The library context is process-global, lazily initialised under
pthread_once on first call. We pick the no-QPU constructor because
libavcodec.so is loaded into arbitrary host processes
(firefox-fourier, mpv-fourier, daedalus_v4l2_daemon, ...) and we
cannot assume the host has a usable Vulkan instance.
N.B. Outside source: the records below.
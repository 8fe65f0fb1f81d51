use axum::{
    extract::{Request, State},
    http::{HeaderMap, HeaderValue, Method, header},
    middleware::Next,
    response::{IntoResponse, Response},
};
use axum_extra::extract::cookie::CookieJar;
use tracing::Instrument;
use uuid::Uuid;
use vidtube_session::Identity;

use crate::auth::ACCESS_COOKIE_NAME;
use crate::error::ApiError;
use crate::state::AppState;

pub const REQUEST_ID_HEADER: &str = "x-request-id";

/// Identity resolved by [`require_user`], available to handlers as
/// `Extension<AuthUser>`.
#[derive(Debug, Clone)]
pub struct AuthUser(pub Identity);

impl AuthUser {
    pub fn id(&self) -> Uuid {
        self.0.id
    }
}

fn is_unsafe_method(method: &Method) -> bool {
    matches!(
        *method,
        Method::POST | Method::PUT | Method::PATCH | Method::DELETE
    )
}

fn origin_is_allowed(headers: &HeaderMap, allowed: &[String]) -> bool {
    // Missing Origin means a non-browser client (curl, service-to-service).
    let origin = match headers.get(header::ORIGIN) {
        Some(v) => match v.to_str() {
            Ok(s) => s,
            Err(_) => return false,
        },
        None => return true,
    };

    allowed.iter().any(|a| a == origin)
}

/// Access token from the `accessToken` cookie, else from
/// `Authorization: Bearer`.
pub fn access_token_from(headers: &HeaderMap) -> Option<String> {
    let jar = CookieJar::from_headers(headers);
    if let Some(c) = jar.get(ACCESS_COOKIE_NAME).filter(|c| !c.value().is_empty()) {
        return Some(c.value().to_string());
    }

    headers
        .get(header::AUTHORIZATION)
        .and_then(|v| v.to_str().ok())
        .and_then(|v| v.strip_prefix("Bearer "))
        .map(|v| v.trim().to_string())
        .filter(|v| !v.is_empty())
}

// Middleware: tag every request with an id and run it inside a span.
pub async fn request_id(req: Request, next: Next) -> Response {
    let id = req
        .headers()
        .get(REQUEST_ID_HEADER)
        .and_then(|v| v.to_str().ok())
        .map(|v| v.trim())
        .filter(|v| !v.is_empty() && v.len() <= 128)
        .map(|v| v.to_string())
        .unwrap_or_else(|| Uuid::new_v4().to_string());

    let span = tracing::info_span!(
        "request",
        request_id = %id,
        method = %req.method(),
        path = %req.uri().path(),
    );

    let mut res = next.run(req).instrument(span).await;
    if let Ok(v) = HeaderValue::from_str(&id) {
        res.headers_mut().insert(REQUEST_ID_HEADER, v);
    }
    res
}

// Middleware: Origin allowlist for state-changing requests.
pub async fn origin_guard(State(state): State<AppState>, req: Request, next: Next) -> Response {
    if is_unsafe_method(req.method()) && !origin_is_allowed(req.headers(), &state.allowed_origins) {
        tracing::warn!(origin = ?req.headers().get(header::ORIGIN), "origin not allowed");
        return ApiError::forbidden("Origin not allowed").into_response();
    }
    next.run(req).await
}

// Middleware: reject requests without a valid access token.
pub async fn require_user(State(state): State<AppState>, mut req: Request, next: Next) -> Response {
    let token = access_token_from(req.headers());
    match state.sessions.verify(token.as_deref()).await {
        Ok(identity) => {
            req.extensions_mut().insert(AuthUser(identity));
            next.run(req).await
        }
        Err(err) => ApiError::from(err).into_response(),
    }
}

#[cfg(test)]
mod tests {
    use super::*;

    fn headers(pairs: &[(header::HeaderName, &str)]) -> HeaderMap {
        let mut map = HeaderMap::new();
        for (name, value) in pairs {
            map.append(name.clone(), HeaderValue::from_str(value).unwrap());
        }
        map
    }

    #[test]
    fn cookie_wins_over_bearer() {
        let map = headers(&[
            (header::COOKIE, "accessToken=from-cookie"),
            (header::AUTHORIZATION, "Bearer from-header"),
        ]);
        assert_eq!(access_token_from(&map).as_deref(), Some("from-cookie"));
    }

    #[test]
    fn bearer_is_used_without_cookie() {
        let map = headers(&[(header::AUTHORIZATION, "Bearer abc.def.ghi")]);
        assert_eq!(access_token_from(&map).as_deref(), Some("abc.def.ghi"));
    }

    #[test]
    fn other_schemes_and_blank_values_yield_nothing() {
        assert_eq!(access_token_from(&headers(&[(header::AUTHORIZATION, "Basic Zm9vOmJhcg==")])), None);
        assert_eq!(access_token_from(&headers(&[(header::AUTHORIZATION, "Bearer   ")])), None);
        assert_eq!(access_token_from(&headers(&[(header::COOKIE, "accessToken=")])), None);
        assert_eq!(access_token_from(&HeaderMap::new()), None);
    }

    #[test]
    fn origin_check_allows_missing_and_listed_origins() {
        let allowed = vec!["https://vidtube.example.com".to_string()];
        assert!(origin_is_allowed(&HeaderMap::new(), &allowed));
        assert!(origin_is_allowed(
            &headers(&[(header::ORIGIN, "https://vidtube.example.com")]),
            &allowed
        ));
        assert!(!origin_is_allowed(
            &headers(&[(header::ORIGIN, "https://evil.example.com")]),
            &allowed
        ));
    }

    #[test]
    fn only_mutating_methods_are_guarded() {
        assert!(is_unsafe_method(&Method::POST));
        assert!(is_unsafe_method(&Method::PATCH));
        assert!(is_unsafe_method(&Method::DELETE));
        assert!(!is_unsafe_method(&Method::GET));
        assert!(!is_unsafe_method(&Method::OPTIONS));
    }
}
Higher cycles
(deblock luma-v, MC) that benefit from the QPU will provision their
own recipe-selected context once that path is wired.
Bulk paths (idct_add16, idct_add16intra, idct_add8 — used for
non-intra4x4 macroblocks) remain on the stock NEON .S implementations
and will be batched through daedalus_recipe_dispatch_h264_idct4 with
n_blocks>1 in a follow-up.
Bit-exact against ff_h264_idct_add_neon (daedalus-fourier cycle 6
green; see marfrit/daedalus-fourier/CYCLE_LOGS.md).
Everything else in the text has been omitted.